Russland hat das Technische Sekretariat der OPCW Ende letzter Woche dazu aufgefordert, Inspektoren zu schicken, um zusammen mit russischen Experten den Fall zu prüfen. Das ist ein Angebot zur Zusammenarbeit, aber selbstverständlich etwas anderes, als wenn die OPCW im Rahmen einer Klarstellung Inspektoren in ein Mitgliedsland entsendet. Die Bundesregierung könnte auch deswegen darauf verzichten, weil kein Wissen darüber vorliegt, wo und ob russische Behörden noch Nowitschok lagern oder auch herstellen. Wird Moskau danach von der Bundesregierung gefragt, wird natürlich gesagt, dass alle Bestände vernichtet worden seien.

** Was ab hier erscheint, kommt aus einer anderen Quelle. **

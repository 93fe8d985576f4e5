use crate::Config;
use std::sync::atomic::{AtomicU64, Ordering};

/// Thread-safe operation counters, updated only when
/// [`Config::enable_metrics`] is set.
///
/// All counters use relaxed increments: they are monotone tallies with no
/// synchronization role.
#[derive(Debug, Default)]
pub struct Metrics {
    items_pushed: AtomicU64,
    items_popped: AtomicU64,
    batches_pushed: AtomicU64,
    batches_popped: AtomicU64,
    /// Claim CAS attempts that lost to a same-role peer.
    claim_retries: AtomicU64,
    /// Iterations spent waiting for an earlier claimant to publish.
    publish_spins: AtomicU64,
}

impl Metrics {
    pub fn new() -> Self {
        Self::default()
    }

    pub(crate) fn record_push(&self, config: &Config, items: u64, retries: u64, spins: u64) {
        if config.enable_metrics {
            self.items_pushed.fetch_add(items, Ordering::Relaxed);
            self.batches_pushed.fetch_add(1, Ordering::Relaxed);
            self.claim_retries.fetch_add(retries, Ordering::Relaxed);
            self.publish_spins.fetch_add(spins, Ordering::Relaxed);
        }
    }

    pub(crate) fn record_pop(&self, config: &Config, items: u64, retries: u64, spins: u64) {
        if config.enable_metrics {
            self.items_popped.fetch_add(items, Ordering::Relaxed);
            self.batches_popped.fetch_add(1, Ordering::Relaxed);
            self.claim_retries.fetch_add(retries, Ordering::Relaxed);
            self.publish_spins.fetch_add(spins, Ordering::Relaxed);
        }
    }

    /// Retries spent by a claim loop that ultimately failed would-block.
    pub(crate) fn record_claim_retries(&self, config: &Config, retries: u64) {
        if config.enable_metrics && retries > 0 {
            self.claim_retries.fetch_add(retries, Ordering::Relaxed);
        }
    }

    pub fn snapshot(&self) -> MetricsSnapshot {
        MetricsSnapshot {
            items_pushed: self.items_pushed.load(Ordering::Relaxed),
            items_popped: self.items_popped.load(Ordering::Relaxed),
            batches_pushed: self.batches_pushed.load(Ordering::Relaxed),
            batches_popped: self.batches_popped.load(Ordering::Relaxed),
            claim_retries: self.claim_retries.load(Ordering::Relaxed),
            publish_spins: self.publish_spins.load(Ordering::Relaxed),
        }
    }
}

/// Point-in-time copy of the [`Metrics`] counters.
#[derive(Debug, Clone, Copy, Default, PartialEq, Eq)]
pub struct MetricsSnapshot {
    pub items_pushed: u64,
    pub items_popped: u64,
    pub batches_pushed: u64,
    pub batches_popped: u64,
    pub claim_retries: u64,
    pub publish_spins: u64,
}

Interessant ist aber, dass Moskau gezielt immer wieder Rechtshilfeersuchen gestellt haben könnte, um selbst ein Ersuchen um Klarstellung gegen Deutschland zu stellen. Medusa weist in diesem Zusammenhang darauf hin, dass die Ständige Vertretung Russlands bei der OPCW am 23. September offiziell nach Artikel IX Absatz 2 des Chemiewaffenabkommens Deutschland aufgefordert hatte, Testergebnisse, Biomaterialien und andere klinische Proben des russischen Bürgers zur Verfügung zu stellen. Weiter heißt es:
Nach dem Übereinkommen ist die deutsche Seite verpflichtet, innerhalb von zehn Tagen auf unsere Aufforderung zu antworten. Je nach Inhalt werden wir auf der Grundlage der im Übereinkommen festgelegten Möglichkeiten über die nächsten Schritte entscheiden. Wir rechnen auch damit, dass alle Mitglieder der OPCW, vor allem Deutschland, Frankreich und Schweden, ihren Verpflichtungen zur Rechtshilfe gemäß Artikel VII Absatz 2 der CWC bedingungslos nachkommen.

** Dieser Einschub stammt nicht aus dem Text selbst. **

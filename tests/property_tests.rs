//! Property-based tests for the cursor protocol invariants.
//!
//! A single-threaded `VecDeque` model replays every operation sequence the
//! ring sees; counts, contents and error payloads must agree exactly. The
//! remaining properties quantify the bounds that hold for any interleaving
//! of successful operations.

use proptest::prelude::*;
use ringmpmc_rs::{Flags, Ring, RingError};
use std::collections::VecDeque;

// =============================================================================
// Model equivalence: the ring behaves like a bounded FIFO queue
// =============================================================================

#[derive(Debug, Clone)]
enum Op {
    Push { len: usize, partial: bool },
    Pop { len: usize, partial: bool },
}

fn op_strategy() -> impl Strategy<Value = Op> {
    prop_oneof![
        (1usize..=9, prop::bool::ANY).prop_map(|(len, partial)| Op::Push { len, partial }),
        (1usize..=9, prop::bool::ANY).prop_map(|(len, partial)| Op::Pop { len, partial }),
    ]
}

proptest! {
    #[test]
    fn matches_bounded_queue_model(ops in prop::collection::vec(op_strategy(), 1..250)) {
        let ring = Ring::<u32>::with_capacity(16).unwrap();
        let capacity = ring.capacity() as usize;
        let mut model: VecDeque<u32> = VecDeque::new();
        let mut next_value = 0u32;

        for op in ops {
            match op {
                Op::Push { len, partial } => {
                    let flags = if partial { Flags::SOME_DATA } else { Flags::NONE };
                    let batch: Vec<u32> =
                        (next_value..next_value + len as u32).collect();
                    let free = capacity - model.len();

                    match ring.push(&batch, flags) {
                        Ok(transfer) => {
                            let count = transfer.count as usize;
                            if partial {
                                prop_assert_eq!(count, len.min(free));
                            } else {
                                prop_assert_eq!(count, len);
                            }
                            prop_assert_eq!(transfer.remaining as usize, free - count);
                            model.extend(&batch[..count]);
                            next_value += transfer.count;
                        }
                        Err(RingError::WouldBlock { available }) => {
                            prop_assert_eq!(available as usize, free);
                            // All-or-nothing fails whenever the batch does
                            // not fit; partial mode only on a full ring.
                            if partial {
                                prop_assert_eq!(free, 0);
                            } else {
                                prop_assert!(free < len);
                            }
                        }
                        Err(other) => prop_assert!(false, "unexpected error {other:?}"),
                    }
                }
                Op::Pop { len, partial } => {
                    let flags = if partial { Flags::SOME_DATA } else { Flags::NONE };
                    let mut out = vec![0u32; len];
                    let ready = model.len();

                    match ring.pop(&mut out, flags) {
                        Ok(transfer) => {
                            let count = transfer.count as usize;
                            if partial {
                                prop_assert_eq!(count, len.min(ready));
                            } else {
                                prop_assert_eq!(count, len);
                            }
                            prop_assert_eq!(transfer.remaining as usize, ready - count);
                            for value in &out[..count] {
                                prop_assert_eq!(Some(*value), model.pop_front());
                            }
                        }
                        Err(RingError::WouldBlock { available }) => {
                            prop_assert_eq!(available as usize, ready);
                            if partial {
                                prop_assert_eq!(ready, 0);
                            } else {
                                prop_assert!(ready < len);
                            }
                        }
                        Err(other) => prop_assert!(false, "unexpected error {other:?}"),
                    }
                }
            }

            // Occupancy bounds hold after every operation.
            prop_assert_eq!(ring.ready() as usize, model.len());
            prop_assert_eq!(ring.free() as usize, capacity - model.len());
            prop_assert!(ring.ready() <= ring.capacity());
        }
    }
}

// =============================================================================
// Conservation: everything pushed is popped exactly once, in order
// =============================================================================

proptest! {
    #[test]
    fn conserves_elements(batch_sizes in prop::collection::vec(1usize..=12, 1..60)) {
        let ring = Ring::<u64>::with_capacity(32).unwrap();
        let mut pushed = Vec::new();
        let mut popped = Vec::new();
        let mut next_value = 0u64;

        for len in batch_sizes {
            let batch: Vec<u64> = (next_value..next_value + len as u64).collect();
            if let Ok(transfer) = ring.push(&batch, Flags::SOME_DATA) {
                pushed.extend_from_slice(&batch[..transfer.count as usize]);
                next_value += u64::from(transfer.count);
            }

            // Drain roughly half as we go to keep the ring churning.
            let mut out = [0u64; 6];
            if let Ok(transfer) = ring.pop(&mut out, Flags::SOME_DATA) {
                popped.extend_from_slice(&out[..transfer.count as usize]);
            }
        }

        // Final drain.
        let mut out = [0u64; 32];
        while let Ok(transfer) = ring.pop(&mut out, Flags::SOME_DATA) {
            popped.extend_from_slice(&out[..transfer.count as usize]);
        }

        prop_assert!(ring.is_empty());
        prop_assert_eq!(pushed, popped);
    }
}

// =============================================================================
// Construction: the slot count predicate is exact
// =============================================================================

proptest! {
    #[test]
    fn construction_accepts_exactly_valid_slot_counts(slot_count in 0u32..=4096) {
        let valid = slot_count >= 2 && slot_count.is_power_of_two();
        match Ring::<u32>::with_capacity(slot_count) {
            Ok(ring) => {
                prop_assert!(valid);
                prop_assert_eq!(ring.capacity(), slot_count - 1);
            }
            Err(RingError::InvalidCapacity(reported)) => {
                prop_assert!(!valid);
                prop_assert_eq!(reported, slot_count);
            }
            Err(other) => prop_assert!(false, "unexpected error {other:?}"),
        }
    }
}

// =============================================================================
// Partial transfers never exceed the request or the available space
// =============================================================================

proptest! {
    #[test]
    fn partial_transfer_bounds(
        pre_fill in 0usize..=15,
        request in 1usize..=20,
    ) {
        let ring = Ring::<u32>::with_capacity(16).unwrap();
        let capacity = ring.capacity() as usize;

        let fill: Vec<u32> = (0..pre_fill as u32).collect();
        if !fill.is_empty() {
            ring.push(&fill, Flags::NONE).unwrap();
        }

        let batch = vec![99u32; request];
        let free = capacity - pre_fill;
        match ring.push(&batch, Flags::SOME_DATA) {
            Ok(transfer) => {
                prop_assert!(transfer.count as usize <= request);
                prop_assert!(transfer.count as usize <= free);
                prop_assert!(transfer.count > 0);
            }
            Err(RingError::WouldBlock { available }) => {
                prop_assert_eq!(available, 0);
                prop_assert_eq!(free, 0);
            }
            Err(other) => prop_assert!(false, "unexpected error {other:?}"),
        }
    }
}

Die Frist ist ausgelaufen. Russland könnte jetzt damit drohen zu versuchen, eine Klärung zu beantragen. Dazu müssten sich die Betroffenen zunächst austauschen, das weitere Verfahren ist recht kompliziert. Es kann der Exekutivrat zur Klarstellung ersucht werden, danach eine außerordentliche Tagung einberufen werden. Russland könnte aber auch direkt eine Verdachtsinspektion verlangen, was allerdings noch nie vorgekommen ist und einen Affront darstellen würde. Aber es könnte das Mittel der Wahl Russlands sein, die deutsche Regierung, die ebenfalls Kurs auf eine Konfrontation genommen hat, aber sich hinter der EU versteckt, zum Einlenken zu bringen.